For each record here, output an exact copy.

*** Block opens ***

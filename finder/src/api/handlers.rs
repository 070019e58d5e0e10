use axum::extract::rejection::JsonRejection;
use axum::extract::State;
use axum::Json;

use crate::api::dto::{ClearCacheResponse, HealthData, SearchRequest, SearchResponse};
use crate::api::response::{ApiResponse, ErrorCode};
use crate::api::state::AppState;
use crate::cache::CacheStats;
use crate::models::{AnalysisResult, VisionResult};

/// `POST /api/v1/analyze`
pub async fn analyze(
    State(state): State<AppState>,
    body: Result<Json<VisionResult>, JsonRejection>,
) -> ApiResponse<AnalysisResult> {
    let Json(vision) = match body {
        Ok(body) => body,
        Err(rejection) => {
            return ApiResponse::error(ErrorCode::InvalidRequest, rejection.body_text());
        }
    };

    ApiResponse::success(state.pipeline.analyze(vision))
}

/// `POST /api/v1/search`
///
/// An empty query falls back to the generic query rather than failing.
pub async fn search(
    State(state): State<AppState>,
    body: Result<Json<SearchRequest>, JsonRejection>,
) -> ApiResponse<SearchResponse> {
    let Json(req) = match body {
        Ok(body) => body,
        Err(rejection) => {
            return ApiResponse::error(ErrorCode::InvalidRequest, rejection.body_text());
        }
    };

    let results = state
        .pipeline
        .search(&req.query, req.item_type, req.color.as_deref())
        .await;

    ApiResponse::success(SearchResponse {
        query: req.query,
        item_type: req.item_type,
        results,
    })
}

/// `GET /api/v1/cache/stats`
pub async fn cache_stats(State(state): State<AppState>) -> ApiResponse<CacheStats> {
    ApiResponse::success(state.pipeline.cache_stats())
}

/// `POST /api/v1/cache:clear`
pub async fn clear_cache(State(state): State<AppState>) -> ApiResponse<ClearCacheResponse> {
    state.pipeline.clear_cache();
    ApiResponse::success(ClearCacheResponse { cleared: true })
}

/// `GET /api/v1/health`
pub async fn health_check(State(state): State<AppState>) -> ApiResponse<HealthData> {
    let degraded = state.is_degraded();
    ApiResponse::success(HealthData {
        status: if degraded { "degraded" } else { "ok" }.to_string(),
        version: env!("CARGO_PKG_VERSION").to_string(),
        degraded,
    })
}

*** Block closes ***

Result of this task
filename finder/src/api/handlers.rs
repository 070019e58d5e0e10
use axum::extract::rejection::JsonRejection;
use axum::extract::State;
use axum::Json;

use crate::api::dto::{ClearCacheResponse, HealthData, SearchRequest, SearchResponse};
use crate::api::response::{ApiResponse, ErrorCode};
use crate::api::state::AppState;
use crate::cache::CacheStats;
use crate::models::{AnalysisResult, VisionResult};

/// `POST /api/v1/analyze`
pub async fn analyze(
    State(state): State<AppState>,
    body: Result<Json<VisionResult>, JsonRejection>,
) -> ApiResponse<AnalysisResult> {
    let Json(vision) = match body {
        Ok(body) => body,
        Err(rejection) => {
            return ApiResponse::error(ErrorCode::InvalidRequest, rejection.body_text());
        }
    };

    ApiResponse::success(state.pipeline.analyze(vision))
}

/// `POST /api/v1/search`
///
/// An empty query falls back to the generic query rather than failing.
pub async fn search(
    State(state): State<AppState>,
    body: Result<Json<SearchRequest>, JsonRejection>,
) -> ApiResponse<SearchResponse> {
    let Json(req) = match body {
        Ok(body) => body,
        Err(rejection) => {
            return ApiResponse::error(ErrorCode::InvalidRequest, rejection.body_text());
        }
    };

    let results = state
        .pipeline
        .search(&req.query, req.item_type, req.color.as_deref())
        .await;

    ApiResponse::success(SearchResponse {
        query: req.query,
        item_type: req.item_type,
        results,
    })
}

/// `GET /api/v1/cache/stats`
pub async fn cache_stats(State(state): State<AppState>) -> ApiResponse<CacheStats> {
    ApiResponse::success(state.pipeline.cache_stats())
}

/// `POST /api/v1/cache:clear`
pub async fn clear_cache(State(state): State<AppState>) -> ApiResponse<ClearCacheResponse> {
    state.pipeline.clear_cache();
    ApiResponse::success(ClearCacheResponse { cleared: true })
}

/// `GET /api/v1/health`
pub async fn health_check(State(state): State<AppState>) -> ApiResponse<HealthData> {
    let degraded = state.is_degraded();
    ApiResponse::success(HealthData {
        status: if degraded { "degraded" } else { "ok" }.to_string(),
        version: env!("CARGO_PKG_VERSION").to_string(),
        degraded,
    })
}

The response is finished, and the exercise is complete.